Task objective - Repeat, without any change, the entries presented below.

====== Input

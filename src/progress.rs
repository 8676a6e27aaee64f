use std::cell::Cell;
use std::io::{self, Write};
use std::time::Instant;

/// Stderr progress lines prefixed with elapsed time. Progress for one label is printed at
/// most once per `step_pct` percent, plus always for the first and last item.
pub struct ConsoleProgress {
    enabled: bool,
    step_pct: u32,
    t0: Instant,
    last_pct: Cell<Option<u32>>,
}

impl ConsoleProgress {
    pub fn new(enabled: bool) -> Self {
        Self {
            enabled,
            step_pct: 5,
            t0: Instant::now(),
            last_pct: Cell::new(None),
        }
    }

    pub fn silent() -> Self {
        Self::new(false)
    }

    pub fn info(&self, msg: impl AsRef<str>) {
        if !self.enabled {
            return;
        }
        let ts = fmt_elapsed(self.t0.elapsed().as_secs_f64());
        let mut stderr = io::stderr().lock();
        let _ = writeln!(stderr, "[{ts}] {}", msg.as_ref());
    }

    pub fn progress(&self, label: &str, current: usize, total: usize) {
        if !self.enabled {
            return;
        }
        let total = total.max(1);
        let current = current.min(total);
        let pct = (current * 100 / total) as u32;
        if current == 1 {
            self.last_pct.set(None);
        }
        let due = match self.last_pct.get() {
            None => true,
            Some(last) => current == total || pct >= last + self.step_pct,
        };
        if !due {
            return;
        }
        self.last_pct.set(Some(pct));
        let ts = fmt_elapsed(self.t0.elapsed().as_secs_f64());
        let mut stderr = io::stderr().lock();
        let _ = writeln!(stderr, "[{ts}] {label} {current}/{total} ({pct:3}%)");
    }
}

fn fmt_elapsed(seconds: f64) -> String {
    let seconds = seconds.max(0.0) as u64;
    let h = seconds / 3600;
    let m = (seconds % 3600) / 60;
    let s = seconds % 60;
    if h > 0 {
        format!("{h:02}:{m:02}:{s:02}")
    } else {
        format!("{m:02}:{s:02}")
    }
}

#[cfg(test)]
mod tests {
    use super::fmt_elapsed;

    #[test]
    fn elapsed_formatting() {
        assert_eq!(fmt_elapsed(5.4), "00:05");
        assert_eq!(fmt_elapsed(3725.0), "01:02:05");
    }
}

============

Answer box -
filename src/progress.rs
repository 8676a6e27aaee64f
use std::cell::Cell;
use std::io::{self, Write};
use std::time::Instant;

/// Stderr progress lines prefixed with elapsed time. Progress for one label is printed at
/// most once per `step_pct` percent, plus always for the first and last item.
pub struct ConsoleProgress {
    enabled: bool,
    step_pct: u32,
    t0: Instant,
    last_pct: Cell<Option<u32>>,
}

impl ConsoleProgress {
    pub fn new(enabled: bool) -> Self {
        Self {
            enabled,
            step_pct: 5,
            t0: Instant::now(),
            last_pct: Cell::new(None),
        }
    }

    pub fn silent() -> Self {
        Self::new(false)
    }

    pub fn info(&self, msg: impl AsRef<str>) {
        if !self.enabled {
            return;
        }
        let ts = fmt_elapsed(self.t0.elapsed().as_secs_f64());
        let mut stderr = io::stderr().lock();
        let _ = writeln!(stderr, "[{ts}] {}", msg.as_ref());
    }

    pub fn progress(&self, label: &str, current: usize, total: usize) {
        if !self.enabled {
            return;
        }
        let total = total.max(1);
        let current = current.min(total);
        let pct = (current * 100 / total) as u32;
        if current == 1 {
            self.last_pct.set(None);
        }
        let due = match self.last_pct.get() {
            None => true,
            Some(last) => current == total || pct >= last + self.step_pct,
        };
        if !due {
            return;
        }
        self.last_pct.set(Some(pct));
        let ts = fmt_elapsed(self.t0.elapsed().as_secs_f64());
        let mut stderr = io::stderr().lock();
        let _ = writeln!(stderr, "[{ts}] {label} {current}/{total} ({pct:3}%)");
    }
}

fn fmt_elapsed(seconds: f64) -> String {
    let seconds = seconds.max(0.0) as u64;
    let h = seconds / 3600;
    let m = (seconds % 3600) / 60;
    let s = seconds % 60;
    if h > 0 {
        format!("{h:02}:{m:02}:{s:02}")
    } else {
        format!("{m:02}:{s:02}")
    }
}

#[cfg(test)]
mod tests {
    use super::fmt_elapsed;

    #[test]
    fn elapsed_formatting() {
        assert_eq!(fmt_elapsed(5.4), "00:05");
        assert_eq!(fmt_elapsed(3725.0), "01:02:05");
    }
}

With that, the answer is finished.